State-of-the-art image-to-image translation methods tend to struggle in an imbalanced domain setting, where one image domain lacks richness and diversity. We introduce a new unsupervised translation network, BalaGAN, specifically designed to tackle the domain imbalance problem. We leverage the latent modalities of the richer domain to turn the image-to-image translation problem, between two imbalanced domains, into a balanced, multi-class, and conditional translation problem, more resembling the style transfer setting. Specifically, we analyze the source domain and learn a decomposition of it into a set of latent modes or classes, without any supervision. This leaves us with a multitude of balanced cross-domain translation tasks, between all pairs of classes, including the target domain. During inference, the trained network takes as input a source image, as well as a reference or style image from one of the modes as a condition, and produces an image which resembles the source on the pixel-wise level, but shares the same mode as the reference.
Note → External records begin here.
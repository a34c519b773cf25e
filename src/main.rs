//! sassmap - compile, watch and inspect SASS/SCSS projects.

mod cli;

use std::fs;
use std::path::{Path, PathBuf};
use std::process::ExitCode;
use std::sync::Arc;

use anyhow::{Context, Result};
use clap::{ColorChoice, Parser};
use rustc_hash::FxHashMap;
use tokio::sync::mpsc;

use cli::{Cli, Commands};
use sassmap::Session;
use sassmap::config::SassConfig;
use sassmap::logger::{set_verbose, status_error, status_success, status_warning};
use sassmap::orchestrator::{Mode, Report, Watcher};
use sassmap::selector::extract_all_selectors;
use sassmap::store::DocumentSource;
use sassmap::utils::path::normalize_path;

fn main() -> ExitCode {
    let cli = Cli::parse();

    // Set global color override based on CLI option
    match cli.color {
        ColorChoice::Always => owo_colors::set_override(true),
        ColorChoice::Never => owo_colors::set_override(false),
        ColorChoice::Auto => {} // owo-colors auto-detects TTY
    }
    set_verbose(cli.verbose);

    match run(&cli) {
        Ok(true) => ExitCode::SUCCESS,
        Ok(false) => ExitCode::FAILURE,
        Err(e) => {
            sassmap::log!("error"; "{:#}", e);
            ExitCode::FAILURE
        }
    }
}

/// Returns `Ok(false)` when a compile failed.
fn run(cli: &Cli) -> Result<bool> {
    if let Commands::Selectors { file, json } = &cli.command {
        print_selectors(file, *json)?;
        return Ok(true);
    }

    let config = load_config(&cli.config)?;
    let runtime = tokio::runtime::Builder::new_multi_thread()
        .enable_all()
        .build()
        .context("Failed to start async runtime")?;

    runtime.block_on(async {
        match &cli.command {
            Commands::Compile { files } => Ok(compile_files(config, files).await),
            Commands::Watch { dir } => watch(config, dir.as_deref()).await,
            Commands::Selectors { .. } => Ok(true),
        }
    })
}

fn load_config(path: &Path) -> Result<SassConfig> {
    let path = normalize_path(path);
    let cwd = std::env::current_dir().context("Failed to read current directory")?;
    let config = SassConfig::load_or_default(&path, &normalize_path(&cwd))?;
    sassmap::debug!("compile"; "config: {}", path.display());
    Ok(config)
}

/// No editor is attached, so there are never unsaved buffers.
fn no_documents() -> Arc<dyn DocumentSource> {
    Arc::new(FxHashMap::<PathBuf, String>::default())
}

async fn compile_files(config: SassConfig, files: &[PathBuf]) -> bool {
    let session = Session::new(config, no_documents());
    let mut ok = true;

    for file in files {
        let file = normalize_path(file);
        match session.compile(&file).await {
            Some(Ok(result)) => {
                if let Some(warning) = &result.warning {
                    sassmap::log!("compile"; "warning: {}", warning);
                }
            }
            Some(Err(errors)) => {
                ok = false;
                for err in &errors {
                    sassmap::log!("error"; "{}", err);
                }
            }
            None => sassmap::log!("compile"; "skipped {}", file.display()),
        }
    }

    session.shutdown().await;
    ok
}

async fn watch(config: SassConfig, dir: Option<&Path>) -> Result<bool> {
    let root = match dir {
        Some(dir) => normalize_path(dir),
        None => config.root.clone(),
    };

    let session = Arc::new(Session::new(config, no_documents()));
    session.discover(&root);

    let (report_tx, mut reports) = mpsc::unbounded_channel();
    let handle = session.start(Some(report_tx));
    let watcher = Watcher::start(std::slice::from_ref(&root), handle.sender())
        .with_context(|| format!("Failed to watch {}", root.display()))?;

    let (stop_tx, mut stop_rx) = mpsc::unbounded_channel();
    ctrlc::set_handler(move || {
        let _ = stop_tx.send(());
    })
    .context("failed to set Ctrl+C handler")?;

    sassmap::log!("watch"; "watching {} (Ctrl+C to stop)", root.display());
    let mut ok = true;
    loop {
        tokio::select! {
            _ = stop_rx.recv() => break,
            report = reports.recv() => match report {
                Some(report) => ok &= show_report(&report),
                None => break,
            },
        }
    }

    sassmap::log!("watch"; "shutting down...");
    drop(watcher);
    handle.shutdown().await;
    session.shutdown().await;
    Ok(ok)
}

/// Print one outcome; returns false when the compile failed.
fn show_report(report: &Report) -> bool {
    let verb = match report.mode {
        Mode::Compile => "compiled",
        Mode::Preview => "previewed",
    };
    match &report.outcome {
        Ok(css_file) => {
            status_success(&format!(
                "{verb} {} -> {}",
                report.input.display(),
                css_file.display()
            ));
            true
        }
        Err(errors) if errors.iter().all(|e| e.is_warning()) => {
            let detail: Vec<String> = errors.iter().map(ToString::to_string).collect();
            status_warning(&detail.join("\n"));
            true
        }
        Err(errors) => {
            let detail: Vec<String> = errors.iter().map(ToString::to_string).collect();
            status_error(
                &format!("failed to compile {}", report.input.display()),
                &detail.join("\n"),
            );
            false
        }
    }
}

fn print_selectors(file: &Path, json: bool) -> Result<()> {
    let text =
        fs::read_to_string(file).with_context(|| format!("Failed to read {}", file.display()))?;
    let selectors = extract_all_selectors(&text);

    if json {
        println!("{}", serde_json::to_string_pretty(&selectors)?);
        return Ok(());
    }
    for selector in &selectors {
        println!(
            "{}:{}\t{}",
            selector.selector_start.line + 1,
            selector.selector_start.ch + 1,
            selector.selector
        );
    }
    Ok(())
}

#[cfg(test)]
mod tests {
    use super::*;
    use sassmap::diagnostics::{CompileError, ErrorPos, Severity};

    fn report(outcome: Result<PathBuf, Vec<CompileError>>) -> Report {
        Report {
            input: PathBuf::from("/p/main.scss"),
            mode: Mode::Compile,
            outcome,
        }
    }

    #[test]
    fn test_failed_report_marks_watch_failed() {
        let error = CompileError::new("/p/_vars.scss", ErrorPos::at(1, 0), "undefined variable");
        assert!(!show_report(&report(Err(vec![error]))));
    }

    #[test]
    fn test_success_and_warnings_keep_watch_ok() {
        assert!(show_report(&report(Ok(PathBuf::from("/p/main.css")))));

        let mut warning = CompileError::new("/p/main.scss", ErrorPos::at(0, 0), "deprecated");
        warning.severity = Severity::Warning;
        assert!(show_report(&report(Err(vec![warning]))));
    }
}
We show that employing modalities within the dataset improves the quality of the translated images, and that BalaGAN outperforms strong baselines of both unconditioned and style-transfer-based image-to-image translation methods, in terms of image quality and diversity.

Prerequisites

  • Linux (may work on windows and macOS but was not tested)
  • cuda 10.1
  • Anaconda3
  • pytorch (tested on >=1.5.0)
  • tensorboardX
  • faiss-gpu
  • opencv-python

Training

Data Preparation

A dataset directory should have the following structure:

dataset
├── train
│   ├── A
│   └── B
└── test
    ├── A
    └── B

where A is the source domain, and B is the target domain.

Train

The main training script is train.py. It receives several command line arguments, for more details please the file. The most important argument is a path to a config file. An example for such a file is provided in configs/dog2wolf.yaml

Tracking The Training

For each experiment, a dedicated directory is created, and all the outputs are saved there. An experiment directory contains the following:

  • logs directory with a tensorboard file which contains the losses along the training, and images produced by the model.
  • images directory, in which the images are saved as files.
  • checkpoints directory in which checkpoints are saved along the training.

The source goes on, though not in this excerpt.